Monday, October 29th, 2018

Now we know that Jair Bolsonaro will be Brazil’s next president. Can he make a positive difference to previous presidents?

What we do know is that right-wing president-elect Bolsonaro has many radical views which are not particularly popular in a European perspective. At the same time there is no doubt that Brazil needs to meet its burdening challenges much more decisively.

Several decades of economic and political muddling through should finally  come to an end. Will “Brazil’s Trump” – as he frequently is called by opponents – be the man to put Brazil on a more favorable track?

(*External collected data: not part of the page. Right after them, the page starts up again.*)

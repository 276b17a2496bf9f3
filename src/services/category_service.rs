use std::collections::HashMap;
use std::sync::Arc;

use tracing::info;

use super::crud_service::{persistence_error, CrudService};
use crate::dto::category_dto::{CategoryDto, CategoryOrder};
use crate::error::{Error, Result};
use crate::models::{Category, Entity};
use crate::repositories::UnitOfWork;

#[derive(Clone)]
pub struct CategoryService {
    uow: Arc<UnitOfWork>,
    crud: CrudService<CategoryDto>,
}

impl CategoryService {
    pub fn new(uow: Arc<UnitOfWork>) -> Self {
        Self {
            crud: CrudService::new(uow.clone()),
            uow,
        }
    }

    pub async fn get_by_id(&self, id: i64) -> Result<Option<CategoryDto>> {
        self.crud.get_by_id(id).await
    }

    pub async fn get_all(&self) -> Result<Vec<CategoryDto>> {
        self.crud.get_all().await
    }

    pub async fn create(&self, dto: &CategoryDto) -> Result<CategoryDto> {
        Self::require_name(dto)?;
        if let Some(existing) = self.find_by_name(&dto.name).await? {
            return Err(Self::name_taken(&existing.name));
        }
        self.crud.create(dto).await
    }

    pub async fn update(&self, dto: &CategoryDto) -> Result<CategoryDto> {
        Self::require_name(dto)?;
        if let Some(existing) = self.find_by_name(&dto.name).await? {
            if existing.id != dto.id {
                return Err(Self::name_taken(&existing.name));
            }
        }
        self.crud.update(dto).await
    }

    /// Rejected while the category still holds products.
    pub async fn delete(&self, id: i64) -> Result<()> {
        let category = self
            .uow
            .categories()
            .get_by_id(id)
            .await?
            .ok_or_else(|| Error::not_found(Category::NAME, id))?;

        let product_count = self
            .uow
            .products()
            .count(|product| product.category_id == id)
            .await?;
        if product_count > 0 {
            return Err(Error::business(
                "CATEGORY_HAS_PRODUCTS",
                format!(
                    "Cannot delete category '{}' because it contains {} products",
                    category.name, product_count
                ),
            ));
        }

        self.crud.delete(id).await
    }

    /// Active categories ordered by display order, then name.
    pub async fn get_active(&self) -> Result<Vec<CategoryDto>> {
        let outcome: Result<Vec<CategoryDto>> = async {
            let mut categories = self
                .uow
                .categories()
                .find(|category| category.is_active)
                .await?;
            sort_for_display(&mut categories);
            Ok(categories.iter().map(CategoryDto::from).collect())
        }
        .await;
        outcome.map_err(|err| {
            persistence_error(
                err,
                "GET_ACTIVE_CATEGORIES_FAILED",
                "Failed to retrieve active categories".to_string(),
            )
        })
    }

    pub async fn get_by_name(&self, name: &str) -> Result<Option<CategoryDto>> {
        if name.trim().is_empty() {
            return Err(Error::field("name", "Category name cannot be empty"));
        }
        let found = self.find_by_name(name).await.map_err(|err| {
            persistence_error(
                err,
                "GET_CATEGORY_BY_NAME_FAILED",
                format!("Failed to find category by name '{}'", name),
            )
        })?;
        Ok(found.as_ref().map(CategoryDto::from))
    }

    /// Every category with the number of products it holds, in display order.
    pub async fn get_with_product_counts(&self) -> Result<Vec<CategoryDto>> {
        let outcome: Result<Vec<CategoryDto>> = async {
            let mut categories = self.uow.categories().get_all().await?;
            let products = self.uow.products().get_all().await?;
            let mut counts: HashMap<i64, usize> = HashMap::new();
            for product in &products {
                *counts.entry(product.category_id).or_default() += 1;
            }

            sort_for_display(&mut categories);
            Ok(categories
                .iter()
                .map(|category| {
                    let mut dto = CategoryDto::from(category);
                    dto.product_count = Some(counts.get(&category.id).copied().unwrap_or(0));
                    dto
                })
                .collect())
        }
        .await;
        outcome.map_err(|err| {
            persistence_error(
                err,
                "GET_CATEGORIES_WITH_COUNTS_FAILED",
                "Failed to retrieve categories with product counts".to_string(),
            )
        })
    }

    /// Applies new display orders in one save. Unknown ids are skipped.
    pub async fn reorder(&self, orders: &[CategoryOrder]) -> Result<usize> {
        let outcome: Result<usize> = async {
            let repository = self.uow.categories();
            let mut touched = 0;
            for order in orders {
                if let Some(mut category) = repository.get_by_id(order.id).await? {
                    category.display_order = order.display_order;
                    repository.update(category);
                    touched += 1;
                }
            }
            self.uow.save_changes().await?;
            Ok(touched)
        }
        .await;
        let touched = outcome.map_err(|err| {
            persistence_error(
                err,
                "REORDER_CATEGORIES_FAILED",
                "Failed to reorder categories".to_string(),
            )
        })?;
        info!(count = touched, "Categories reordered");
        Ok(touched)
    }

    async fn find_by_name(&self, name: &str) -> Result<Option<Category>> {
        let name = name.trim().to_string();
        let mut matches = self
            .uow
            .categories()
            .find(move |category| category.name == name)
            .await?;
        Ok(matches.pop())
    }

    fn require_name(dto: &CategoryDto) -> Result<()> {
        if dto.name.trim().is_empty() {
            return Err(Error::field("name", "Category name is required"));
        }
        Ok(())
    }

    fn name_taken(name: &str) -> Error {
        Error::business(
            "CATEGORY_NAME_EXISTS",
            format!("Category with name '{}' already exists", name),
        )
    }
}

fn sort_for_display(categories: &mut [Category]) {
    categories.sort_by(|a, b| {
        a.display_order
            .cmp(&b.display_order)
            .then_with(|| a.name.cmp(&b.name))
    });
}

#[cfg(test)]
mod tests {
    use super::*;
    use crate::database::Database;
    use crate::dto::product_dto::ProductDto;
    use crate::services::product_service::ProductService;
    use rust_decimal::Decimal;

    fn category(name: &str, display_order: i32, is_active: bool) -> CategoryDto {
        CategoryDto {
            id: 0,
            name: name.into(),
            description: None,
            display_order,
            is_active,
            product_count: None,
            created_at: None,
            updated_at: None,
        }
    }

    fn service() -> CategoryService {
        CategoryService::new(Arc::new(UnitOfWork::new(&Database::memory())))
    }

    #[tokio::test]
    async fn rejects_blank_and_duplicate_names() {
        let svc = service();
        let err = svc.create(&category("  ", 0, true)).await.unwrap_err();
        assert_eq!(err.code(), "VALIDATION_ERROR");

        svc.create(&category("Books", 0, true)).await.unwrap();
        let err = svc.create(&category("Books", 1, true)).await.unwrap_err();
        assert_eq!(err.code(), "CATEGORY_NAME_EXISTS");
    }

    #[tokio::test]
    async fn update_may_keep_its_own_name() {
        let svc = service();
        let books = svc.create(&category("Books", 0, true)).await.unwrap();
        svc.create(&category("Music", 0, true)).await.unwrap();

        let mut same = books.clone();
        same.description = Some("Paper".into());
        assert!(svc.update(&same).await.is_ok());

        let mut clash = books.clone();
        clash.name = "Music".into();
        assert_eq!(svc.update(&clash).await.unwrap_err().code(), "CATEGORY_NAME_EXISTS");
    }

    #[tokio::test]
    async fn active_categories_sorted_by_order_then_name() {
        let svc = service();
        svc.create(&category("Zeta", 1, true)).await.unwrap();
        svc.create(&category("Alpha", 1, true)).await.unwrap();
        svc.create(&category("First", 0, true)).await.unwrap();
        svc.create(&category("Hidden", 0, false)).await.unwrap();

        let names: Vec<_> = svc
            .get_active()
            .await
            .unwrap()
            .into_iter()
            .map(|c| c.name)
            .collect();
        assert_eq!(names, vec!["First", "Alpha", "Zeta"]);
    }

    #[tokio::test]
    async fn delete_is_blocked_by_products() {
        let uow = Arc::new(UnitOfWork::new(&Database::memory()));
        let svc = CategoryService::new(uow.clone());
        let books = svc.create(&category("Books", 0, true)).await.unwrap();

        let products = ProductService::new(uow.clone());
        let product = products
            .create(&ProductDto {
                stock_quantity: 3,
                ..ProductDto::new("Dune", Decimal::from(12), books.id)
            })
            .await
            .unwrap();

        let err = svc.delete(books.id).await.unwrap_err();
        assert_eq!(err.code(), "CATEGORY_HAS_PRODUCTS");
        assert_eq!(
            err.to_string(),
            "Cannot delete category 'Books' because it contains 1 products"
        );

        products.delete(product.id).await.unwrap();
        svc.delete(books.id).await.unwrap();
        assert!(svc.get_by_id(books.id).await.unwrap().is_none());
    }

    #[tokio::test]
    async fn counts_and_reorder() {
        let svc = service();
        let a = svc.create(&category("A", 0, true)).await.unwrap();
        let b = svc.create(&category("B", 1, true)).await.unwrap();

        let touched = svc
            .reorder(&[
                CategoryOrder { id: a.id, display_order: 5 },
                CategoryOrder { id: 999, display_order: 0 },
            ])
            .await
            .unwrap();
        assert_eq!(touched, 1);

        let listed = svc.get_with_product_counts().await.unwrap();
        assert_eq!(listed[0].id, b.id);
        assert_eq!(listed[1].id, a.id);
        assert_eq!(listed[1].display_order, 5);
        assert_eq!(listed[0].product_count, Some(0));
    }

    #[tokio::test]
    async fn lookup_by_name_trims() {
        let svc = service();
        svc.create(&category("Books", 0, true)).await.unwrap();
        assert!(svc.get_by_name("  Books ").await.unwrap().is_some());
        assert!(svc.get_by_name("Nope").await.unwrap().is_none());
        assert_eq!(svc.get_by_name("").await.unwrap_err().code(), "VALIDATION_ERROR");
    }
}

Bolsonaro – who is not very skilled in economics – seems to know what the Brazilians really are tired of, i.e. criminality and corruption. However, research also tells us that these kinds of institutional failures and problems are extremely difficult to combat. It remains to be seen whether Bolsonaro will find the appropriate sustainability and means to fight successfully against crime and corruption.

However, this is exactly the main reason why a majority of the Brazilian people voted for him. But his voters also want to see major improvements of the strongly underperforming educational system.

Good education on all levels for a small minority and poor educational conditions for a vast majority has been characterizing the stance of education during many years.

This negative spiral has to broken if Brazil ever can develop into a really future-oriented and successful economy – but also the continuous weak fiscal performance which means a real obstacle to many other necessary structural improvements as well.

One can question whether these objectives can be met by a real hardliner like Bolsonaro without jeopardizing achieved democracy.

In the early days of my professional career in the early 1980s, I was always told that Brazil is the country of the future. Somewhat later when I started visiting Brazil regularly, I heard the same story – and still today but with a more skeptical sound.

Brazil is another example from the international area where heavy protests against insufficient political and economic results these days more strongly come from the right than from the left.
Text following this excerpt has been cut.